O bastonário da Ordem dos Farmacêuticos, Maurício Barbosa, disse hoje que «há sinais por parte do Governo» para inverter «a situação séria e grave» que vivem as farmácias.
O responsável falava hoje à agência Lusa antes da sessão de encerramento do Congresso Nacional dos Farmacêuticos que desde sexta-feira decorre no Centro de Congressos de Lisboa.
«A situação é séria e grave, houve da parte do Governo alguma negação da situação durante muitos meses», disse Maurício Barbosa acrescentando que «o Ministério da Saúde reconhece a gravidade da situação e já mostra sinais de disponibilidade para reverter esta situação muito negativa».
A Ordem quer que o Governo «estabeleça mecanismos estabilizadores dos medicamentos». Para Maurício Barbosa «é impensável que se continue com uma legislação que provoca uma espiral deflacionista dos preços dos medicamentos».
Segundo o bastonário, nos últimos dois anos os medicamentos genéricos baixaram 56% enquanto os de marca 6%. Só baixaram os medicamentos de marca que no grupo farmacêutico a que pertencem têm genéricos.
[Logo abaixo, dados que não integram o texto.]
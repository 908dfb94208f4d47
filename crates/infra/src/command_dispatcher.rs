//! Command execution pipeline (application-level orchestration).
//!
//! Flow:
//! Command → Load events → Rehydrate aggregate → Decide → Persist → Publish
//!
//! This module contains no IO itself; it composes infrastructure traits.

use std::time::Duration;

use serde::de::DeserializeOwned;
use serde::Serialize;
use serde_json::Value as JsonValue;
use uuid::Uuid;

use forgeerp_core::{Aggregate, AggregateId, DomainError, ExpectedVersion, TenantId};
use forgeerp_events::{EventBus, EventEnvelope};

use crate::cache::{Cache, CacheError};
use crate::event_store::{EventStore, EventStoreError, StoredEvent, UncommittedEvent};
use crate::jobs::types::RetryPolicy;

#[derive(Debug)]
pub enum DispatchError {
    /// Optimistic concurrency failure (e.g. stale aggregate version).
    Concurrency(String),
    /// Tenant isolation violation (cross-tenant or cross-aggregate stream mixing).
    TenantIsolation(String),
    /// Domain validation failure (deterministic).
    Validation(String),
    /// Domain invariant failure (deterministic).
    InvariantViolation(String),
    /// Domain authorization failure.
    Unauthorized,
    /// Domain-level not found.
    NotFound,
    /// Failed to deserialize historical event payloads into the aggregate event type.
    Deserialize(String),
    /// Persisting to the event store failed.
    Store(EventStoreError),
    /// Publication failed after a successful append (at-least-once; retry may duplicate).
    Publish(String),
}

impl From<EventStoreError> for DispatchError {
    fn from(value: EventStoreError) -> Self {
        match &value {
            EventStoreError::Concurrency(msg) => DispatchError::Concurrency(msg.clone()),
            EventStoreError::TenantIsolation(msg) => DispatchError::TenantIsolation(msg.clone()),
            _ => DispatchError::Store(value),
        }
    }
}

impl From<DomainError> for DispatchError {
    fn from(value: DomainError) -> Self {
        match value {
            DomainError::Validation(msg) => DispatchError::Validation(msg),
            DomainError::InvariantViolation(msg) => DispatchError::InvariantViolation(msg),
            DomainError::Conflict(msg) => DispatchError::Concurrency(msg),
            DomainError::Unauthorized => DispatchError::Unauthorized,
            DomainError::NotFound => DispatchError::NotFound,
            DomainError::InvalidId(msg) => DispatchError::Validation(msg),
        }
    }
}

/// Reusable command execution engine.
///
/// Notes:
/// - Aggregates must be deterministic and side-effect free.
/// - Events are appended first; publication happens only after successful append.
/// - Publication failures are surfaced as errors and may be retried (at-least-once).
#[derive(Debug)]
pub struct CommandDispatcher<S, B> {
    store: S,
    bus: B,
}

impl<S, B> CommandDispatcher<S, B> {
    pub fn new(store: S, bus: B) -> Self {
        Self { store, bus }
    }

    pub fn into_parts(self) -> (S, B) {
        (self.store, self.bus)
    }
}

impl<S, B> CommandDispatcher<S, B>
where
    S: EventStore,
    B: EventBus<EventEnvelope<JsonValue>>,
{
    /// Dispatch a command through the full event-sourcing pipeline, retrying
    /// on optimistic-concurrency conflicts against a freshly reloaded
    /// aggregate (up to `retry_policy.max_attempts` times, jittered backoff
    /// between attempts). This is the "retry from step 3" behaviour: every
    /// attempt reloads the stream, re-decides against the command, and
    /// re-attempts the append with the freshly observed `expectedVersion`.
    ///
    /// - `make_aggregate` must create an aggregate instance for the given tenant/id.
    /// - Historical events are deserialized into `A::Event` and applied in order.
    ///
    /// Returns the committed stored events (with sequence numbers).
    pub fn dispatch<A>(
        &self,
        tenant_id: TenantId,
        aggregate_id: AggregateId,
        aggregate_type: impl Into<String>,
        command: A::Command,
        make_aggregate: impl FnOnce(TenantId, AggregateId) -> A,
    ) -> Result<Vec<StoredEvent>, DispatchError>
    where
        A: Aggregate<Error = DomainError>,
        A::Event: forgeerp_events::Event + Serialize + DeserializeOwned,
        A::Command: Clone,
    {
        self.dispatch_with_retry(
            tenant_id,
            aggregate_id,
            aggregate_type,
            command,
            make_aggregate,
            &RetryPolicy::exponential(3, Duration::from_millis(20), Duration::from_millis(200)),
        )
    }

    /// Like [`dispatch`](Self::dispatch), with an explicit retry policy
    /// governing how many times (and with what backoff) a `Concurrency`
    /// conflict is retried from a freshly-reloaded aggregate before the
    /// conflict is surfaced to the caller.
    pub fn dispatch_with_retry<A>(
        &self,
        tenant_id: TenantId,
        aggregate_id: AggregateId,
        aggregate_type: impl Into<String>,
        command: A::Command,
        make_aggregate: impl FnOnce(TenantId, AggregateId) -> A,
        retry_policy: &RetryPolicy,
    ) -> Result<Vec<StoredEvent>, DispatchError>
    where
        A: Aggregate<Error = DomainError>,
        A::Event: forgeerp_events::Event + Serialize + DeserializeOwned,
        A::Command: Clone,
    {
        let aggregate_type = aggregate_type.into();
        let mut attempt = 0u32;

        loop {
            match self.dispatch_once::<A>(
                tenant_id,
                aggregate_id,
                aggregate_type.clone(),
                command.clone(),
                &make_aggregate,
            ) {
                Ok(committed) => return Ok(committed),
                Err(DispatchError::Concurrency(msg)) => {
                    if !retry_policy.should_retry(attempt) {
                        return Err(DispatchError::Concurrency(msg));
                    }
                    attempt += 1;
                    tracing::debug!(
                        attempt,
                        aggregate_id = %aggregate_id,
                        "retrying command after optimistic concurrency conflict"
                    );
                    std::thread::sleep(retry_policy.delay_for_attempt(attempt));
                }
                Err(other) => return Err(other),
            }
        }
    }

    fn dispatch_once<A>(
        &self,
        tenant_id: TenantId,
        aggregate_id: AggregateId,
        aggregate_type: String,
        command: A::Command,
        make_aggregate: &(impl Fn(TenantId, AggregateId) -> A + ?Sized),
    ) -> Result<Vec<StoredEvent>, DispatchError>
    where
        A: Aggregate<Error = DomainError>,
        A::Event: forgeerp_events::Event + Serialize + DeserializeOwned,
    {
        // 1) Load history (tenant-scoped)
        let history = self.store.load_stream(tenant_id, aggregate_id)?;
        validate_loaded_stream(tenant_id, aggregate_id, &history)?;
        let expected = ExpectedVersion::Exact(stream_version(&history));

        // 2) Rehydrate aggregate
        let mut aggregate = make_aggregate(tenant_id, aggregate_id);
        apply_history::<A>(&mut aggregate, &history)?;

        // 3) Decide events (no mutation)
        let decided = aggregate.handle(&command).map_err(DispatchError::from)?;
        if decided.is_empty() {
            return Ok(vec![]);
        }

        // 4) Persist (append-only, optimistic)
        let uncommitted = decided
            .iter()
            .map(|ev| {
                UncommittedEvent::from_typed(
                    tenant_id,
                    aggregate_id,
                    aggregate_type.clone(),
                    Uuid::now_v7(),
                    ev,
                )
            })
            .collect::<Result<Vec<_>, _>>()?;

        let committed = self.store.append(uncommitted, expected)?;

        // 5) Publish committed events (after append)
        for stored in &committed {
            self.bus
                .publish(stored.to_envelope())
                .map_err(|e| DispatchError::Publish(format!("{e:?}")))?;
        }

        Ok(committed)
    }

    /// Idempotent dispatch: commands that declare idempotency look up
    /// `command_id` in `cache` under `idem:<tenantId>:<commandId>` before
    /// doing any work. A hit short-circuits and returns the cached
    /// `(aggregate_id, version)` pair without touching the event store; a
    /// miss proceeds through [`dispatch`](Self::dispatch) and caches the
    /// outcome (for a successful, non-empty commit) under the same key with
    /// `ttl` before returning it.
    pub fn dispatch_idempotent<A>(
        &self,
        tenant_id: TenantId,
        aggregate_id: AggregateId,
        aggregate_type: impl Into<String>,
        command: A::Command,
        make_aggregate: impl FnOnce(TenantId, AggregateId) -> A,
        cache: &impl Cache,
        command_id: Uuid,
        ttl: Duration,
    ) -> Result<IdempotentOutcome, DispatchError>
    where
        A: Aggregate<Error = DomainError>,
        A::Event: forgeerp_events::Event + Serialize + DeserializeOwned,
        A::Command: Clone,
    {
        let key = format!("idem:{tenant_id}:{command_id}");

        if let Some(cached) = read_idempotency_cache(cache, &key) {
            return Ok(IdempotentOutcome {
                aggregate_id: cached.0,
                version: cached.1,
                replayed: true,
            });
        }

        let committed = self.dispatch::<A>(tenant_id, aggregate_id, aggregate_type, command, make_aggregate)?;
        let version = committed.last().map(|e| e.sequence_number).unwrap_or(0);

        if version > 0 {
            write_idempotency_cache(cache, &key, aggregate_id, version, ttl);
        }

        Ok(IdempotentOutcome {
            aggregate_id,
            version,
            replayed: false,
        })
    }
}

/// Result of an idempotent dispatch: the committed (or replayed) aggregate
/// id/version pair, plus whether this call actually hit the event store or
/// merely replayed a previously cached result.
#[derive(Debug, Clone, Copy, PartialEq, Eq)]
pub struct IdempotentOutcome {
    pub aggregate_id: AggregateId,
    pub version: u64,
    pub replayed: bool,
}

fn read_idempotency_cache(cache: &impl Cache, key: &str) -> Option<(AggregateId, u64)> {
    match cache.get(key) {
        Ok(Some(bytes)) => serde_json::from_slice::<(AggregateId, u64)>(&bytes).ok(),
        Ok(None) => None,
        Err(CacheError::Unavailable(_)) | Err(CacheError::Serialization(_)) => None,
    }
}

fn write_idempotency_cache(cache: &impl Cache, key: &str, aggregate_id: AggregateId, version: u64, ttl: Duration) {
    if let Ok(bytes) = serde_json::to_vec(&(aggregate_id, version)) {
        // A cache failure here only costs a future duplicate-command retry,
        // never correctness: the event store already has the real outcome.
        let _ = cache.set(key, bytes, ttl);
    }
}

fn stream_version(stream: &[StoredEvent]) -> u64 {
    stream.last().map(|e| e.sequence_number).unwrap_or(0)
}

fn validate_loaded_stream(
    tenant_id: TenantId,
    aggregate_id: AggregateId,
    stream: &[StoredEvent],
) -> Result<(), DispatchError> {
    // Enforce tenant isolation even if a buggy backend returns cross-tenant data.
    // Also ensure the stream is monotonically increasing by sequence number.
    let mut last = 0u64;
    for (idx, e) in stream.iter().enumerate() {
        if e.tenant_id != tenant_id {
            return Err(DispatchError::TenantIsolation(format!(
                "loaded stream contains wrong tenant_id at index {idx}"
            )));
        }
        if e.aggregate_id != aggregate_id {
            return Err(DispatchError::TenantIsolation(format!(
                "loaded stream contains wrong aggregate_id at index {idx}"
            )));
        }
        if e.sequence_number == 0 {
            return Err(DispatchError::Store(EventStoreError::InvalidAppend(
                "stored event has sequence_number=0".to_string(),
            )));
        }
        if e.sequence_number <= last {
            return Err(DispatchError::Store(EventStoreError::InvalidAppend(format!(
                "non-monotonic sequence_number in loaded stream (last={last}, found={})",
                e.sequence_number
            ))));
        }
        last = e.sequence_number;
    }
    Ok(())
}

fn apply_history<A>(aggregate: &mut A, history: &[StoredEvent]) -> Result<(), DispatchError>
where
    A: Aggregate,
    A::Event: DeserializeOwned,
{
    // Ensure deterministic ordering.
    let mut sorted = history.to_vec();
    sorted.sort_by_key(|e| e.sequence_number);

    for stored in sorted {
        let ev: A::Event = serde_json::from_value(stored.payload)
            .map_err(|e| DispatchError::Deserialize(e.to_string()))?;
        aggregate.apply(&ev);
    }

    Ok(())
}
«Não está haver equidade entre medicamentos genéricos e os de marca», disse Maurício Barbosa que defendeu «uma actualização anual dos preços dos medicamentos» e a remuneração do ato farmacêutico.
«Sempre que uma farmácia faz uma dispensa de um medicamento está a praticar um ato farmacêutico e devem ser remuneradas por esse ato, como se passa em muitos países da União Europeia», disse.
«Se o Governo não puser mão nesta situação irá levar em 2013 ao encerramento de centenas de farmácias», realçou.